Fig. 217.—†Protoceras celer, skull of male. (After Osborn and Wortman.)

It is not yet possible to trace this phylum below the level of the uppermost White River beds, yet that will very probably be accomplished by future exploration.

The second phylum of the family was represented in the lowest Miocene by †Hypertragulus, a genus of much smaller animals than those of the preceding series, which went back to White River times without essential change, and was abundant in the John Day stage. Despite this fact, the structure of the genus is still incompletely known and much remains to be learned, but enough has already been ascertained to justify the association of this phylum with the †Protoceras-†Syndyoceras series in one family as reasonable. The number of upper incisors in †Hypertragulus has not been ascertained, but the canines were enlarged and tusk-like, the lower one not having gone over to the incisors, as it had in the preceding group. The skull had much resemblance to that of the contemporary camels, the sudden narrowing of the facial region giving it a very llama-like appearance; the orbit was open and on the face in front of it was a conspicuous vacuity. The ulna and radius were coössified and there were four digits in the manus, two in the pes, but no cannon-bone was formed.

Fig. 218.—Skull of †Leptomeryx evansi, White River. (After Matthew.)
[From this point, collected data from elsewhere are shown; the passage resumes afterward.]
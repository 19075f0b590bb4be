//! Keybinding hints and the help overlay.

use crossterm::event::{KeyCode, KeyEvent};
use ratatui::{
    Frame,
    layout::{Constraint, Rect},
    style::{Modifier, Style},
    text::{Line, Span},
    widgets::{Block, Borders, Clear, Paragraph},
};

use crate::theme::Theme;
use crate::ui::{Component, Handled, Result};

pub struct Keybinding {
    pub key: String,
    pub description: String,
    /// Whether this keybinding is shown in the status bar hints.
    pub hint: bool,
}

impl Keybinding {
    pub fn new(key: impl Into<String>, description: impl Into<String>) -> Self {
        Self {
            key: key.into(),
            description: description.into(),
            hint: false,
        }
    }

    /// A keybinding that is also surfaced as a status bar hint.
    pub fn hint(key: impl Into<String>, description: impl Into<String>) -> Self {
        Self {
            key: key.into(),
            description: description.into(),
            hint: true,
        }
    }
}

/// A titled group of keybindings in the help overlay.
pub struct KeybindingSection {
    pub title: String,
    pub keybindings: Vec<Keybinding>,
}

impl KeybindingSection {
    pub fn new(title: impl Into<String>, keybindings: Vec<Keybinding>) -> Self {
        Self {
            title: title.into(),
            keybindings,
        }
    }
}

pub enum HelpEvent {
    Close,
}

pub struct HelpView {
    sections: Vec<KeybindingSection>,
}

impl HelpView {
    pub const fn with_sections(sections: Vec<KeybindingSection>) -> Self {
        Self { sections }
    }
}

impl Component for HelpView {
    type Output = HelpEvent;

    fn handle_key(&mut self, key: KeyEvent) -> Result<Handled<Self::Output>> {
        Ok(match key.code {
            KeyCode::Esc | KeyCode::Char('?' | 'q') => HelpEvent::Close.into(),
            _ => Handled::Consumed,
        })
    }

    fn render(&mut self, frame: &mut Frame, area: Rect, theme: &Theme) {
        let popup_area = area.centered(Constraint::Percentage(60), Constraint::Percentage(70));
        frame.render_widget(Clear, popup_area);

        let key_style = Style::default().fg(theme.peach).add_modifier(Modifier::BOLD);
        let desc_style = Style::default().fg(theme.text);
        let section_style = Style::default()
            .fg(theme.subtext0)
            .add_modifier(Modifier::BOLD);

        let mut lines: Vec<Line> = Vec::new();

        for (i, section) in self.sections.iter().enumerate() {
            if i > 0 {
                lines.push(Line::from(""));
            }

            lines.push(Line::from(Span::styled(
                format!("── {} ──", section.title),
                section_style,
            )));

            for kb in &section.keybindings {
                lines.push(Line::from(vec![
                    Span::styled(format!("{:>12}", kb.key), key_style),
                    Span::raw("  "),
                    Span::styled(kb.description.clone(), desc_style),
                ]));
            }
        }

        let block = Block::default()
            .title(" Help (press ? or Esc to close) ")
            .title_style(
                Style::default()
                    .fg(theme.mauve)
                    .add_modifier(Modifier::BOLD),
            )
            .borders(Borders::ALL)
            .border_type(theme.border_type)
            .border_style(Style::default().fg(theme.lavender))
            .style(Style::default().bg(theme.base));

        frame.render_widget(Paragraph::new(lines).block(block), popup_area);
    }
}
The third phylum, that of †Leptomeryx, had about the same range in time as the preceding one, though it has not yet been found in the John Day, and the genus is assuredly known only from the White River beds, in which it is not uncommon. †Leptomeryx comprised a number of species, all very small animals, and none larger than a jack-rabbit. (See [Fig. 277, p. 563].) In size, proportions and appearance, these dainty little creatures must have been very like the existing chevrotains or “mouse-deer” of Asia and the Malay islands, and by many writers they have been classed in the same suborder, the Tragulina. The upper incisors had been suppressed and the upper canine reduced to very small size, while the lower canine had become functionally one of the incisors. The skull had a very long and slender facial region, but had a less llama-like appearance than in †Hypertragulus. The neck was short and the fore limbs much shorter than the hind, so that the back sloped downward from the rump to the shoulders, as in the chevrotains. There was a remarkable, indeed quite unparalleled, difference between the fore and hind limbs and feet, the hinder extremity being not only much longer, but also much more specialized, while the anterior one retained in very large degree its primitive characteristics. Thus, in the fore-arm the ulna was complete and separate from the radius, but in the lower leg the fibula was reduced to its minimum. In the manus there were four entire and functional digits, in the pes only two, which were joined in a cannon-bone.

Finally, there was a fourth phylum, that of †Hypisodus, which was confined to the White River stage and is still incompletely known. This was a tiny creature, much smaller than any of the preceding ones, and is the only known White River ungulate with fully hypsodont grinding teeth. Another very exceptional peculiarity of its dentition was that in the lower jaw it had ten incisor-like teeth; not only the canine, but the first premolar as well, had assumed the character of the incisors. This same peculiarity is found in the lower Miocene †gazelle-camel, †Stenomylus (see [p. 394]), but in no other mammal.

A considerable assemblage of genera belonging to this family occurs in the upper Eocene, but the material yet obtained is too fragmentary to permit the assignment of these forms to the different phyla, though it is very probable that among them are to be found ancestors of all the White River and subsequent genera.